Он был добр к друзьям и благодарен, когда ему оказывали внимание. К нему можно было прийти в любой день, и он читал свои стихи много и с удовольствием. Его заявления о своей исключительности многих шокировали, и, когда речь однажды зашла о поэтах, кто-то заметил, что Глазков заносчив и чересчур о себе мнит. Это было неправдой. Я никогда не замечал у него даже намека на заносчивость. Однако присутствующий при разговоре Слуцкий сказал: «Если какой-нибудь актер средней руки, получив звание заслуженного, мнит себя по крайней мере Гамлетом, почему бы Николаю Глазкову, поэту уникального дарования, живущему всю жизнь впроголодь, и не быть заносчивым?»
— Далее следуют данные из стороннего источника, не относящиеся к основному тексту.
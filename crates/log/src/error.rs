//! Error types for logger setup

use thiserror::Error;

/// Result type for logging operations
pub type LogResult<T> = Result<T, LogError>;

/// Errors raised while installing the global subscriber
#[derive(Error, Debug, Clone, PartialEq, Eq)]
pub enum LogError {
    /// The level/filter directive could not be parsed
    #[error("invalid log filter: {0}")]
    Filter(String),

    /// A global subscriber is already installed
    #[error("failed to initialise logger: {0}")]
    Init(String),
}
//! # Lowtide
//!
//! Adaptive offline resource manager for mobile and desktop hosts.
//!
//! The host feeds platform signals (memory readings, battery state, network
//! conditions, foreground/background transitions) and supplies a few
//! collaborators; lowtide adapts memory use, power profile, sync cadence and
//! cache behaviour to them.
//!
//! ## Key Components
//!
//! - [`AdaptiveManager`]: owns the memory monitor, resource pool, power
//!   controller and sync scheduler, and bridges pressure events to garbage
//!   collection
//! - [`ManagerConfig`]: every controller's configuration in one JSON document
//! - [`EventStats`]: counts controller events by signal name, and mirrors
//!   them into the `metrics` facade when the `metrics` feature is enabled
//! - Re-exported controller crates: [`core`], [`memory`], [`power`], [`sync`],
//!   [`cache`], [`stream`], [`log`]
//!
//! ## Usage
//!
//! ```rust
//! use lowtide::prelude::*;
//!
//! let config = ManagerConfig::from_json_str(r#"{
//!     "pool": { "gc_threshold": 85.0 },
//!     "windows": { "mode": { "type": "tumbling", "size": 5 } }
//! }"#)?;
//! assert_eq!(config.pool.gc_threshold, 85.0);
//! assert_eq!(config.windows, WindowConfig::tumbling(5));
//! # Ok::<(), lowtide::core::Error>(())
//! ```

#![deny(missing_docs)]

pub mod config;
pub mod manager;
pub mod stats;

pub use config::ManagerConfig;
pub use manager::{AdaptiveManager, HostBindings};
pub use stats::EventStats;

pub use lowtide_cache as cache;
pub use lowtide_core as core;
pub use lowtide_log as log;
pub use lowtide_memory as memory;
pub use lowtide_power as power;
pub use lowtide_stream as stream;
pub use lowtide_sync as sync;

/// Common imports for host integrations.
pub mod prelude {
    pub use crate::{AdaptiveManager, EventStats, HostBindings, ManagerConfig};

    pub use lowtide_cache::{
        ItemKind, LazyResourceLoader, LoadableItem, PageData, PageLoader, PaginatedCache,
        PrefetchGate, UrlFetcher,
    };
    pub use lowtide_core::{
        AppState, BatterySource, BatteryStatus, Error, NetworkConditions, NetworkSource, Result,
        Signal,
    };
    pub use lowtide_memory::{ManagedResource, MemoryReading, MemorySource, ResourceKind};
    pub use lowtide_power::{ProfileKind, TaskConstraints};
    pub use lowtide_stream::{WindowConfig, WindowedAggregator};
    pub use lowtide_sync::{Chunk, ChunkTransport, SyncDirection, SyncTask, WakeLock};
}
Глазков не любил людей бездарных и, слушая беспомощные вирши, бывал резок и бескомпромиссен. И еще он не терпел, когда в его открытый дом проникали благополучные люди, пришедшие взглянуть на хозяина, как на диковинку.

Он был поразительно органичным поэтом. Встав из-за письменного стола, он продолжал мыслить как поэт, оставался им всегда и везде. Возможно, этим и объясняется его, ставшая нарицательной для поэтов, рассеянность. Он мог вдруг «выключиться» в середине разговора или, перебив собственную мысль, предложить готовую строфу о происшедшем на глазах незначительном событии. «Я иду по улице, мир перед глазами, и стихи стихуются совершенно сами». Он писал поэмы, четверостишия, послания в стихах, раешники, мадригалы, и все это он делал радостно, строчки ложились на бумагу легко и свободно. Иной раз останавливался на первом варианте, не организуя стих. Поэтому не все в его литературном наследии равноценно. Но среди вороха стихов возникают строфы такой афористической завершенности, что врезаются в память на многие годы. Иной раз — только строка: «Но приговор эпохи есть приговор эпохе». Или — только образ: «Собиратели истин жевали урюк». Глазков — поэт цитатный.

Стихотворение «Сам себе задаю я вопросы» запоминается одной строкой: «Эх, поэзия, сильные руки хромого». На это определение поэзии обратил внимание Сельвинский.

— Это очень точно, — сказал он. — Поэзия не обладает мощностью, свойственной прозе. Тяжесть «Войны и мира» или «Тихого Дона» ей не поднять. В этом смысле крепко на ногах она не стоит, хромает. Но, в отличие от мощной и неповоротливой прозы, она способна одной строкой враз и намертво схватить болевую точку. Руки у нее — сильные.